The lack of warnings for bone mineral density loss could be a key selling point for Descovy, though, and “should provide sufficient ammunition for Gilead to drive substantial switching from Truvada in men,” SVB Leerink’s Geoffrey Porges wrote in a Thursday note to clients. Plus, Descovy has also demonstrated more rapid onset and maintained drug concentration longer than Truvada.
“Descovy for PrEP provides a new HIV prevention option that matches Truvada’s high efficacy with statistically significant improvements in renal and bone safety, which can be an important consideration as people at risk increasingly use PrEP for longer periods of time,” Gilead CEO Daniel O'Day said in a statement.
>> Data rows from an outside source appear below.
//! Win/loss statistics and streaks

use super::{Completion, GameStatus, MAX_GUESSES};
use serde::{Deserialize, Serialize};
use std::collections::BTreeMap;

pub(crate) const MS_PER_DAY: i64 = 86_400_000;

/// Wins per guess count plus losses
///
/// Serialized as `{"1": n, ..., "6": n, "fail": n}`.
#[derive(Debug, Clone, Copy, Default, PartialEq, Eq, Serialize, Deserialize)]
#[serde(into = "BTreeMap<String, u32>", from = "BTreeMap<String, u32>")]
pub struct GuessDistribution {
    pub wins: [u32; MAX_GUESSES],
    pub fail: u32,
}

impl GuessDistribution {
    /// Wins that took `guesses` guesses (1..=6)
    #[must_use]
    pub fn wins_in(&self, guesses: usize) -> u32 {
        guesses
            .checked_sub(1)
            .and_then(|i| self.wins.get(i))
            .copied()
            .unwrap_or(0)
    }

    #[must_use]
    pub fn total_wins(&self) -> u32 {
        self.wins.iter().sum()
    }

    fn total_guesses(&self) -> u64 {
        (1u64..)
            .zip(self.wins)
            .map(|(guesses, count)| guesses * u64::from(count))
            .sum()
    }
}

impl From<GuessDistribution> for BTreeMap<String, u32> {
    fn from(distribution: GuessDistribution) -> Self {
        let mut map: Self = (1..)
            .zip(distribution.wins)
            .map(|(guesses, count): (usize, u32)| (guesses.to_string(), count))
            .collect();
        map.insert("fail".to_string(), distribution.fail);
        map
    }
}

impl From<BTreeMap<String, u32>> for GuessDistribution {
    /// Unknown keys are ignored
    fn from(map: BTreeMap<String, u32>) -> Self {
        let mut distribution = Self::default();
        for (key, count) in map {
            if key == "fail" {
                distribution.fail = count;
            } else if let Ok(guesses @ 1..=MAX_GUESSES) = key.parse::<usize>() {
                distribution.wins[guesses - 1] = count;
            }
        }
        distribution
    }
}

/// Player statistics across days
#[derive(Debug, Clone, Default, PartialEq, Eq, Serialize, Deserialize)]
#[serde(rename_all = "camelCase", default)]
pub struct Statistics {
    pub current_streak: u32,
    pub max_streak: u32,
    pub guesses: GuessDistribution,
    pub win_percentage: u32,
    pub games_played: u32,
    pub games_won: u32,
    pub average_guesses: u32,
}

/// Statistics carried over from another device
#[derive(Debug, Clone, Default, PartialEq, Eq, Serialize, Deserialize)]
#[serde(rename_all = "camelCase")]
pub struct ImportStats {
    pub games_played: u32,
    /// Recomputed from the other fields when absent
    #[serde(default)]
    pub win_percentage: Option<u32>,
    pub current_streak: u32,
    pub max_streak: u32,
    pub guesses: GuessDistribution,
}

impl Statistics {
    /// Record a finished game completed at `now_ms`
    pub fn record(&mut self, completion: &Completion, now_ms: i64) {
        if completion.won {
            let days = completion
                .previous_completed_ts
                .map(|previous| days_between(previous, now_ms));
            self.record_win(completion.guesses, days);
        } else {
            self.record_loss();
        }
    }

    /// Record a win in `guesses` guesses
    ///
    /// The streak grows when the previous completion was yesterday or there was
    /// none, holds on the same day, and restarts at 1 after a gap.
    pub fn record_win(&mut self, guesses: usize, days_since_last_completion: Option<i64>) {
        self.games_played += 1;
        self.current_streak = match days_since_last_completion {
            None | Some(1) => self.current_streak + 1,
            Some(0) => self.current_streak,
            Some(_) => 1,
        };
        if let Some(slot) = guesses.checked_sub(1).and_then(|i| self.guesses.wins.get_mut(i)) {
            *slot += 1;
        }
        self.games_won += 1;
        self.max_streak = self.max_streak.max(self.current_streak);
        self.recompute();
    }

    pub fn record_loss(&mut self) {
        self.games_played += 1;
        self.current_streak = 0;
        self.guesses.fail += 1;
        self.recompute();
    }

    /// Apply the missed-day rule when a new day's board is created
    ///
    /// The streak is lost if the previous game was left unfinished, or if it is
    /// older than yesterday.
    pub fn reconcile_new_day(&mut self, previous_status: GameStatus, days_since_previous_game: i64) {
        if days_since_previous_game < 1 {
            return;
        }
        if previous_status == GameStatus::InProgress || days_since_previous_game > 1 {
            self.current_streak = 0;
        }
    }

    /// Replace these statistics with imported ones
    pub fn import(&mut self, imported: &ImportStats) {
        *self = Self {
            current_streak: imported.current_streak,
            max_streak: imported.max_streak,
            guesses: imported.guesses,
            win_percentage: 0,
            games_played: imported.games_played,
            games_won: imported.guesses.total_wins(),
            average_guesses: 0,
        };
        self.recompute();
        if let Some(win_percentage) = imported.win_percentage {
            self.win_percentage = win_percentage;
        }
    }

    fn recompute(&mut self) {
        self.win_percentage = if self.games_played > 0 {
            round_half_even(f64::from(self.games_won) / f64::from(self.games_played) * 100.0)
        } else {
            0
        };
        self.average_guesses = if self.games_won > 0 {
            round_half_even(self.guesses.total_guesses() as f64 / f64::from(self.games_won))
        } else {
            0
        };
    }
}

/// Whole UTC days from `earlier_ms` to `later_ms`
#[must_use]
pub fn days_between(earlier_ms: i64, later_ms: i64) -> i64 {
    later_ms.div_euclid(MS_PER_DAY) - earlier_ms.div_euclid(MS_PER_DAY)
}

fn round_half_even(value: f64) -> u32 {
    value.round_ties_even() as u32
}
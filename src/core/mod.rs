//! Core domain types for Wordull
//!
//! Pure values and the guess evaluator. Nothing here touches I/O or holds state
//! between calls.

mod evaluation;
mod verdict;
mod word;

pub use evaluation::{Evaluation, evaluate};
pub use verdict::Verdict;
pub use word::{InvalidInput, WORD_LENGTH, Word};

/// One submitted guess with its evaluation, oldest first in a history
pub type Row = (Word, Evaluation);
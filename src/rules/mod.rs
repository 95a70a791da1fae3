//! Game rules derived from the guess history
//!
//! Both functions take the whole history and return a fresh result.

mod hard_mode;
mod keyboard;

pub use hard_mode::{HardModeViolation, ordinal_suffix, validate_hard_mode};
pub use keyboard::{LetterStatusMap, aggregate};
However, winning payers for what he called a “modest” difference between the two products might be challenging, and it remains to be seen whether patients will transition back after Truvada generics hit, Porges previously noted.
In the clinical study, Descovy did demonstrate both bone and kidney benefits, which can be attributed to its newer tenofovir alafenamide (TAF) component, versus tenofovir disoproxil fumarate (TDF, sold under the brand Viread) that’s used in Truvada. Those two ingredients are at the center of a lawsuit from patients and 31 states that claims Gilead deliberately withheld TAF so that TDF could enjoy better sales within its patent protection period.
Even the remaining 10% female population might not hurt after all. Some of these patients might switch over anyway, Porges argued, since there’s likely a safety benefit. Jefferies’ Michael Yee, in a Thursday note to investors, said his team anticipates Descovy will eventually get a broad label “given the similarities between Descovy and Truvada … and Gilead’s likely willingness to run additional studies in women.”
Total global Truvada sales in the first half of 2019 fell to $1.32 billion, from $1.42 billion a year ago, mainly due to the decline in Europe, where it has already gone generic. In the meantime, Descovy as part of HIV treatment (rather than prevention) also dropped over 8% to $700 million.
SVB Leerink’s Porges noted current consensus pegs Descovy could grow from about $1.5 billion in 2019 to $3 billion in 2022, suggesting it could capture about half of Truvada’s current PrEP revenue.
Gilead in May pledged to donate up to 2.4 million bottles of Truvada to the U.S. Centers for Disease Control and Prevention each year for uninsured Americans at risk for HIV until 2030. The donation will transition to Descovy now that it’s also approved for PrEP.